Look for the word "sink" in the material below, then report each line where it occurs.

Source material below:

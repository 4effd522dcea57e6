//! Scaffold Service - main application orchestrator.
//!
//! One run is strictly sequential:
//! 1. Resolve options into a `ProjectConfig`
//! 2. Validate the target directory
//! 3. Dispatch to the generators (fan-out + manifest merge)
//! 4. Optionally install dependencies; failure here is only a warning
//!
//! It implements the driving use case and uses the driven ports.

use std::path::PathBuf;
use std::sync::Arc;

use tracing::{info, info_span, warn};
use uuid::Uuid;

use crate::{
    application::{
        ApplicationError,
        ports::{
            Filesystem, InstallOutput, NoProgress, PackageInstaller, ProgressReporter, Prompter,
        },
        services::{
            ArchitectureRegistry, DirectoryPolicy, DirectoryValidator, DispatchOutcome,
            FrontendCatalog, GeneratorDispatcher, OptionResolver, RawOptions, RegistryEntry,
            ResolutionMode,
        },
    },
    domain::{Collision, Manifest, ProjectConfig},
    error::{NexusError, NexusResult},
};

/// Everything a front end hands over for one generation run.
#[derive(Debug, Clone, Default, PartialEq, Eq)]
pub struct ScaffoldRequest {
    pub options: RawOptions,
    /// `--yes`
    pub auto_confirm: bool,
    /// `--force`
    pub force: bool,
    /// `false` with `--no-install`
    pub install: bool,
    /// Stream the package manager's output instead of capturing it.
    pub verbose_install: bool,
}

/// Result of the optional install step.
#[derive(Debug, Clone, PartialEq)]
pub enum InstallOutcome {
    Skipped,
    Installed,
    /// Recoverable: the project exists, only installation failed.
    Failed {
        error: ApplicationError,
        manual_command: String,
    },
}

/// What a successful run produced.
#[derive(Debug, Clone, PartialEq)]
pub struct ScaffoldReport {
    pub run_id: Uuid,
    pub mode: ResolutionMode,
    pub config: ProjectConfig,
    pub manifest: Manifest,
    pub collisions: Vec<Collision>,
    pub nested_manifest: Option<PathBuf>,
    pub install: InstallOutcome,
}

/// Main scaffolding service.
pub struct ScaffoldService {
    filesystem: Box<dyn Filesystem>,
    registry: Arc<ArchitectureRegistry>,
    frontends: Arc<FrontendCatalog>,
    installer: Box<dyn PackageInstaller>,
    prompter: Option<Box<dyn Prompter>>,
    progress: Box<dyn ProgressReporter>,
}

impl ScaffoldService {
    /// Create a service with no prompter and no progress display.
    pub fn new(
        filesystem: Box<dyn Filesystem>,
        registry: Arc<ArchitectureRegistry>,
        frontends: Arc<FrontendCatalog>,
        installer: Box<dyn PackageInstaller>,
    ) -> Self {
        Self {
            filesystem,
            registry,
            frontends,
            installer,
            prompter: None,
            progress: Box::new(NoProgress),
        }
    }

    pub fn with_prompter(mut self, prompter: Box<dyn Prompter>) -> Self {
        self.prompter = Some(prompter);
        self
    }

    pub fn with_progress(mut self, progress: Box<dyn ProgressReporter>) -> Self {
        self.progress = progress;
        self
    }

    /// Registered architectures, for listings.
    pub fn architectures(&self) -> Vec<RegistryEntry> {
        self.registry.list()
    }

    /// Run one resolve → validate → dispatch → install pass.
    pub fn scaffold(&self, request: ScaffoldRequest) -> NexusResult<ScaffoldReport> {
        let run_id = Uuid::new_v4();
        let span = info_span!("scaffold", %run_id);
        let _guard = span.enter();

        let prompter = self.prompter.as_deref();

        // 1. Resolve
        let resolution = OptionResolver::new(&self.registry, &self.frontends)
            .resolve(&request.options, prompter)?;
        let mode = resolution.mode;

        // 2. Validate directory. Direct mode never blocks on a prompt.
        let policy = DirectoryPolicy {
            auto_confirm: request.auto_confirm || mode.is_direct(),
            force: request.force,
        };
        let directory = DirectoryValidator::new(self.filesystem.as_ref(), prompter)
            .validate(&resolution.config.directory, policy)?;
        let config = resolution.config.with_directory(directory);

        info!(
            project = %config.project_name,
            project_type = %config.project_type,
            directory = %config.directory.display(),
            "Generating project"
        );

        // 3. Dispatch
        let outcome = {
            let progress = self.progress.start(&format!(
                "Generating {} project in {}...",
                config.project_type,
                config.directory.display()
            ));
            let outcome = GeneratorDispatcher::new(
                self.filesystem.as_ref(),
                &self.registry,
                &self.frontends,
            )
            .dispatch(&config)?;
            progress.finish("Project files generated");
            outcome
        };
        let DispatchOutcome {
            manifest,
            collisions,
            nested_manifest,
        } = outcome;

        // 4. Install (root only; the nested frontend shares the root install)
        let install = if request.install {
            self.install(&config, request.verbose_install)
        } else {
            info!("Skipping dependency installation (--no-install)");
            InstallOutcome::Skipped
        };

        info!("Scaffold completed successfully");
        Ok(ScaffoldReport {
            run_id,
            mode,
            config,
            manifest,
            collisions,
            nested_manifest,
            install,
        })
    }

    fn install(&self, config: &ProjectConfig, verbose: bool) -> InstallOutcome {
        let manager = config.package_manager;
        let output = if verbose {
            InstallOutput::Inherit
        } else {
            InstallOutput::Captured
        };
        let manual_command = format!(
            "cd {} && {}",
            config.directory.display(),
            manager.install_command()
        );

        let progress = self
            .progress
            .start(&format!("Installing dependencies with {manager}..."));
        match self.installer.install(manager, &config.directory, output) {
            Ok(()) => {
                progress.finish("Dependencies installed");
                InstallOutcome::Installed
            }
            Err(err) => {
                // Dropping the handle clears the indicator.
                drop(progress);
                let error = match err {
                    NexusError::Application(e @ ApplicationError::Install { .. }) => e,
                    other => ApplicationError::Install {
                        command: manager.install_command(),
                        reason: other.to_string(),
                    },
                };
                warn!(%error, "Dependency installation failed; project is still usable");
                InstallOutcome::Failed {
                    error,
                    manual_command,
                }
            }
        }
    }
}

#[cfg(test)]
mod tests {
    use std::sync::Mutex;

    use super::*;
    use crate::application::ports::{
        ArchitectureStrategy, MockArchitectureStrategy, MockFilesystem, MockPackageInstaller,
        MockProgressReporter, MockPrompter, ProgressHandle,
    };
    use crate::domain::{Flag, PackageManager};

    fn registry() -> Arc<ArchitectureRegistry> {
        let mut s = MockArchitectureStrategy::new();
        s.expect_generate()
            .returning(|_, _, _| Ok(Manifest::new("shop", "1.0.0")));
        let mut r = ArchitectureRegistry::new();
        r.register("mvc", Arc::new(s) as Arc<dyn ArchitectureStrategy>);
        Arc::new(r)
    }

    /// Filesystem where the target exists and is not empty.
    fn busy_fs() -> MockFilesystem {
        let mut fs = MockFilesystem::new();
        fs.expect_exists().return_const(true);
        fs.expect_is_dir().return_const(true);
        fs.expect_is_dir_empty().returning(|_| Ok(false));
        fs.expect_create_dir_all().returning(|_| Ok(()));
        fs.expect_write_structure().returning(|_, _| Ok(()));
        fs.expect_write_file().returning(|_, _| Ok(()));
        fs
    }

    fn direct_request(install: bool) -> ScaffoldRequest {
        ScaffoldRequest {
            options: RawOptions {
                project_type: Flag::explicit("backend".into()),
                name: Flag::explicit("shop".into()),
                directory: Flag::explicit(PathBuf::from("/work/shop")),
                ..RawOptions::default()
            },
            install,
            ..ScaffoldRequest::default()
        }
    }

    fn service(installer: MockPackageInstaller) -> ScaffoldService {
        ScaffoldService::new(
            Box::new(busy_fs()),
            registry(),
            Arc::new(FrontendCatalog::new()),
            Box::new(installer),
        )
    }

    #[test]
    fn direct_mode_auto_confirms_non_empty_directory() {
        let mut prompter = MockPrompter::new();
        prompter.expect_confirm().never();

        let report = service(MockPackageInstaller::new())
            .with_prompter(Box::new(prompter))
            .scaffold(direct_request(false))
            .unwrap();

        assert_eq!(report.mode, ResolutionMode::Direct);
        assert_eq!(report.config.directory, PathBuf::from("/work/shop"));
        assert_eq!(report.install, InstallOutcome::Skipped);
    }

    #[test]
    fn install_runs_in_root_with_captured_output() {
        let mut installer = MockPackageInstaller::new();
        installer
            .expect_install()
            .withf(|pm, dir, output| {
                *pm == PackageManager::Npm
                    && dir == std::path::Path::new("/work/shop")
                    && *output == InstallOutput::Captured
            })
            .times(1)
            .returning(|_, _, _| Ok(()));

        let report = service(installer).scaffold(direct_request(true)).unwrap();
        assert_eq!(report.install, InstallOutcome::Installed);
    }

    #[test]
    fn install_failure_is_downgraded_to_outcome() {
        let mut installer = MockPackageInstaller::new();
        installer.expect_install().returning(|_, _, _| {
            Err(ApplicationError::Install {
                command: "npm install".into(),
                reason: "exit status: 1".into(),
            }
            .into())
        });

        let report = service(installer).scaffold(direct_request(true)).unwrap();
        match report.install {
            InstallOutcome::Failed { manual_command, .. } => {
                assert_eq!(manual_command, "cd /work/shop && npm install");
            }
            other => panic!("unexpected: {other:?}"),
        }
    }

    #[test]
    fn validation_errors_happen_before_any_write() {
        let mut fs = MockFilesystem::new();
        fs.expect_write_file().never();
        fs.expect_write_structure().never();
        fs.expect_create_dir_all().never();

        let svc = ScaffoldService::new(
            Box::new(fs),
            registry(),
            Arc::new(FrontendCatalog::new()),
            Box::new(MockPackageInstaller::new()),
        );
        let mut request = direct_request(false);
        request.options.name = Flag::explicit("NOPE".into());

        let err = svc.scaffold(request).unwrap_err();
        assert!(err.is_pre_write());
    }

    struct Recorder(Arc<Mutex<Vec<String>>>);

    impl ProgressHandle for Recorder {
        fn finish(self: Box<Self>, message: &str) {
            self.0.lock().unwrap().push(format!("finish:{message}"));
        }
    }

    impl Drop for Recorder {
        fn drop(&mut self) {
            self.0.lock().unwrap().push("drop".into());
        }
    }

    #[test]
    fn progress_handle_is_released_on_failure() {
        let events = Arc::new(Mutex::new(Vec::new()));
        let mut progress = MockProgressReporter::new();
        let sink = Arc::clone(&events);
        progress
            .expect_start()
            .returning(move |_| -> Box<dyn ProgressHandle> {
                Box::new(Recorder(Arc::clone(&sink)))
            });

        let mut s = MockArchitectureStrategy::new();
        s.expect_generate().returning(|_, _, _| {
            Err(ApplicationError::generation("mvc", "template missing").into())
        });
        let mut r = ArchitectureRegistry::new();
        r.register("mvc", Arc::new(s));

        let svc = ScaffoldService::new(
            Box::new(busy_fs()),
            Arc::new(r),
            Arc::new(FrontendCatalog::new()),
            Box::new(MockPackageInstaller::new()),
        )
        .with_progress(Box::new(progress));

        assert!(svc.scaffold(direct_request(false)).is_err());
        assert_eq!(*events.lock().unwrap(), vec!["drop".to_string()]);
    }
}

End of Source material.

### Response:
        let sink = Arc::clone(&events);
                Box::new(Recorder(Arc::clone(&sink)))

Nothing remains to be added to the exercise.